Material provided below:

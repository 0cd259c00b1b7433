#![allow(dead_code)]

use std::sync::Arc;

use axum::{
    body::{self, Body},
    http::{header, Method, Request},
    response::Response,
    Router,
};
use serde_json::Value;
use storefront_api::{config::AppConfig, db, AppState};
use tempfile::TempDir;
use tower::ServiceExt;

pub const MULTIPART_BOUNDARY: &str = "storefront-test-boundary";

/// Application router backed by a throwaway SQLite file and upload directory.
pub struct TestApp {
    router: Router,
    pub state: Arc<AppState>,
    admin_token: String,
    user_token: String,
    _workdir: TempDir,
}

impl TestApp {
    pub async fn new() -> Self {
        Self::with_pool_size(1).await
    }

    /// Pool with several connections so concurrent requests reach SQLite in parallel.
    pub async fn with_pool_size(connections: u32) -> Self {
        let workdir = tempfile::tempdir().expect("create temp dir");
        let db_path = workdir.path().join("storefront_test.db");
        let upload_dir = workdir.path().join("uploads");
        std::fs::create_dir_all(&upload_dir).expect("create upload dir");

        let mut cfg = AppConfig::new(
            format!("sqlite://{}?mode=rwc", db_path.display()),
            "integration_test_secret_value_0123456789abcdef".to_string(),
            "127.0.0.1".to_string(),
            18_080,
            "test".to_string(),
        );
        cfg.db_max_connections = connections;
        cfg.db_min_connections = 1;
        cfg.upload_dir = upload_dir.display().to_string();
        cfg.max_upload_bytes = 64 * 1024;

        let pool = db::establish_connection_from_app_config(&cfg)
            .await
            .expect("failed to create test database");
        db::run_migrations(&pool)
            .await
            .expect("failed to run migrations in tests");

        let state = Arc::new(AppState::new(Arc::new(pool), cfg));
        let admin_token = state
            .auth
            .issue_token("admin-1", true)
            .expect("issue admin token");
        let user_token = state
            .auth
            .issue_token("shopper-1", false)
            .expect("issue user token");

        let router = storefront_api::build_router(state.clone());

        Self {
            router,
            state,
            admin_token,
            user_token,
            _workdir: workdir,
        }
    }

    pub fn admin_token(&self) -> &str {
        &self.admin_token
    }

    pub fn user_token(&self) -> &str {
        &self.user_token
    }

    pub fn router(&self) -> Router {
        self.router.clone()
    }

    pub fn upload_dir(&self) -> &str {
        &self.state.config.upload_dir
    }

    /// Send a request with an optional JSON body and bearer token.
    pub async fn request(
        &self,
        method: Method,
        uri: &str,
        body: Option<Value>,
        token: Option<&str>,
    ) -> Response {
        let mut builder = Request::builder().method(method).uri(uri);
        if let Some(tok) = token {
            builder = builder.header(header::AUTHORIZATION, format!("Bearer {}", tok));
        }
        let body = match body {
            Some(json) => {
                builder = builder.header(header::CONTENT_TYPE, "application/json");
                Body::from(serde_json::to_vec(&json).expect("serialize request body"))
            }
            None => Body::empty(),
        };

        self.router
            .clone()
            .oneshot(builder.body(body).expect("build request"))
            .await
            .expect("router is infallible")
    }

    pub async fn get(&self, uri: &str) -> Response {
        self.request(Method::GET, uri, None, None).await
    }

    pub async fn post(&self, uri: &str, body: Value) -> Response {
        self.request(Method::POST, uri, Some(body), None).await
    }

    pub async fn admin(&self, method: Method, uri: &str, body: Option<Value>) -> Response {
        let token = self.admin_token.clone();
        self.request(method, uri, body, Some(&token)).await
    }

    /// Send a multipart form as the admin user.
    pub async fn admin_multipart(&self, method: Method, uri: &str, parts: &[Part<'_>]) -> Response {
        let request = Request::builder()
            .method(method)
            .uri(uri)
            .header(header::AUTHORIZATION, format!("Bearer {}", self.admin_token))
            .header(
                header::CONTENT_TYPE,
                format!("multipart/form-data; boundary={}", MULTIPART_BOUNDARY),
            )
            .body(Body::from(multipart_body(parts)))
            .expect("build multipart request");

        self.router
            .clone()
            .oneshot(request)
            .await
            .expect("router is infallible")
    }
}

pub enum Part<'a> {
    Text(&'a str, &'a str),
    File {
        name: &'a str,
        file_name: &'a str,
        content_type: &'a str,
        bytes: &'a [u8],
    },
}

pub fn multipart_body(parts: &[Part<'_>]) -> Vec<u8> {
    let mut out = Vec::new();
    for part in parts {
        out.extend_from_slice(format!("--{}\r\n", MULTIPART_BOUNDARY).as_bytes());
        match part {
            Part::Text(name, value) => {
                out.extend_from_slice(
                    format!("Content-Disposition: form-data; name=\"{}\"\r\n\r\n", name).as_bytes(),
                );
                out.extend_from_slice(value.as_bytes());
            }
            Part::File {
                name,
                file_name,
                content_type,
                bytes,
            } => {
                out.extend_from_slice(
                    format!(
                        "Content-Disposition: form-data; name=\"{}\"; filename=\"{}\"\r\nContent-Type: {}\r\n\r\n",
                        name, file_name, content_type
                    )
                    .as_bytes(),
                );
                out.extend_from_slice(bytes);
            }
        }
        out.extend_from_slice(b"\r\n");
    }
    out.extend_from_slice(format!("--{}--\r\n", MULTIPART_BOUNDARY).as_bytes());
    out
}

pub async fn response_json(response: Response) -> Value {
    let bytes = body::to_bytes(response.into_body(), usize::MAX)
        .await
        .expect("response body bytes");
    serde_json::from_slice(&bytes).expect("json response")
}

End of Material provided.

◆ What to work on: The output should be exactly the lines above from the line containing "pub async fn get(&self, uri: &str)" to the line containing "uri: &str, parts: &[Part<'_>])", inclusive, with no other lines.

◆ Result below:
    pub async fn get(&self, uri: &str) -> Response {
        self.request(Method::GET, uri, None, None).await
    }

    pub async fn post(&self, uri: &str, body: Value) -> Response {
        self.request(Method::POST, uri, Some(body), None).await
    }

    pub async fn admin(&self, method: Method, uri: &str, body: Option<Value>) -> Response {
        let token = self.admin_token.clone();
        self.request(method, uri, body, Some(&token)).await
    }

    /// Send a multipart form as the admin user.
    pub async fn admin_multipart(&self, method: Method, uri: &str, parts: &[Part<'_>]) -> Response {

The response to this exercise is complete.